# Wedding gift



## Kenbo (Aug 18, 2012)

The story goes that my nephew is getting married next weekend. Before I went on vacation, he asked me if I could make him a box. The idea is, that the box will contain a bottle of wine, and two glasses. On the day of their wedding, my nephew and his fiance will each place a letter that they have written to each other in the box and the box will be closed. On their 5th anniversary, the box will be opened, they will read each other their letters and the will share the wine. He asked if I could come up with an idea for it and this is what I came up with. The box is a walnut box with inlaid maple dovetails. All the hardware is brass. I made the insert for the bottle and the glasses out of walnut. The insert has a removeable "plate" that holds the glasses and the bottle in place. Once they are done their bottle of wine, I have provided a french cleat that they can mount on the wall and display their bottle and glasses in the insert which doubles as a wall display. The box, can then be used to store their wedding keepsakes. I had to give it to them early and from what I could tell, they were both very happy with the results. 

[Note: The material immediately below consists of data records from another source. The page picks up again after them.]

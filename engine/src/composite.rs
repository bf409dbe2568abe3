use crate::error::{ComposeError, ComposeResult};
use crate::matcher::ChromaKeyMatcher;
use crate::pixel::{PixelSample, BYTES_PER_PIXEL};

/// Composite one RGBA8 row in place.
///
/// Every pixel of `front` that the matcher accepts is overwritten with the
/// pixel at the same index in `back`. Pixels are visited in raster order and
/// never reordered. Returns the number of replaced pixels.
pub fn composite_row(
    matcher: &ChromaKeyMatcher,
    front: &mut [u8],
    back: &[u8],
) -> ComposeResult<usize> {
    if front.len() != back.len() || front.len() % BYTES_PER_PIXEL != 0 {
        return Err(ComposeError::internal(format!(
            "composite_row expects equal-length rgba8 rows, got {} and {} bytes",
            front.len(),
            back.len()
        )));
    }

    let mut replaced = 0;
    for (f, b) in front
        .chunks_exact_mut(BYTES_PER_PIXEL)
        .zip(back.chunks_exact(BYTES_PER_PIXEL))
    {
        if matcher.matches(&PixelSample::rgba(f[0], f[1], f[2], f[3])) {
            f.copy_from_slice(b);
            replaced += 1;
        }
    }
    Ok(replaced)
}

I'm not a fan of the yellow tissue paper, but that's the colour of their wedding and they wanted some colour in there. At least the tissue paper can be removed. 


[attachment=9430]

[attachment=9431]

[attachment=9432]

[attachment=9433]

[attachment=9434]

[attachment=9435]

[attachment=9436]

[attachment=9437]

[attachment=9438]

[attachment=9439]


----------



## Brink (Aug 18, 2012)

Beautiful, Ken. 

Love the inlaid DT's. Did you use the Danish oil?


----------



## Mizer (Aug 18, 2012)

Kenbo that is really very nice! You should make up a set of detailed plans for that. I think it deserves a unique name for it too. I looked up 5 year anniversary and the gift for that year is wood, how apropos.


----------



## Kevin (Aug 18, 2012)

What a classy gift, and very creative. Excellent job Ken.


----------



## woodtickgreg (Aug 18, 2012)

A beautiful box and well thought out, excellent craftsmanship. Well done! Great job!


----------



## Kenbo (Aug 18, 2012)

Thanks for the kind words guys. I put a lot of hours and thought into this one. I did end up using the danish oil for the finish and i really like it. My nephew's fiance called me tonight to say thank you and tell me how much she loves the box. It is better than she ever thought it could be. Kind of makes me feel good. I had some serious problems with the final installation of the hardware due to the issues that I am having with my left arm. I had to call Mrs Kenbo out to the shop to help me due to partial loss of control of my arm. A simple operation such as picking up screws was a chore and I dropped more than I picked up. It's very frustrating but I am trying to stay positive about it. I'm looking forward to a productive day in the shop tomorrow and I'm going to try an minimize my frustration somehow. I'm not sure how, but I'm going to try.


----------



## woodtickgreg (Aug 19, 2012)

Kenbo, I fully understand your frustration, I have been living it to. The big difference is I know what has caused my problem and in time with some therapy I will improve. I hope you get your answer soon, at least then you will know what your up against and then be able to deal with it. Right now, like you I only have one arm also, difference is I have gone from not being able to close my hand to daily improvement, yours is gradually getting worse. The docs will find out what is wrong and treat you and then you will improve also. Be strong my friend and be patient, and believe me I know the latter is hard. I feel like less than I am and it's frustrating, Just like you. Thoughts and prayers are with you my friend, I do understand, hang in there.


----------



## BarbS (Aug 19, 2012)

How very Lovely! You done good!


----------



## NYWoodturner (Aug 19, 2012)

Start to finish outstanding work. Great design, execution and creativity. outstanding, Your level of detail always amazes me. 
Scott


----------



## HomeBody (Aug 20, 2012)

You make the nicest stuff. Glad I'm on this forum and can see lots of neat stuff from Kenbo and everyone else. Gary


----------



## Kenbo (Aug 20, 2012)

rbaccus said:


> Good luck with the wing. Did the fishing trip have anything to do with it. Any diagosis or news.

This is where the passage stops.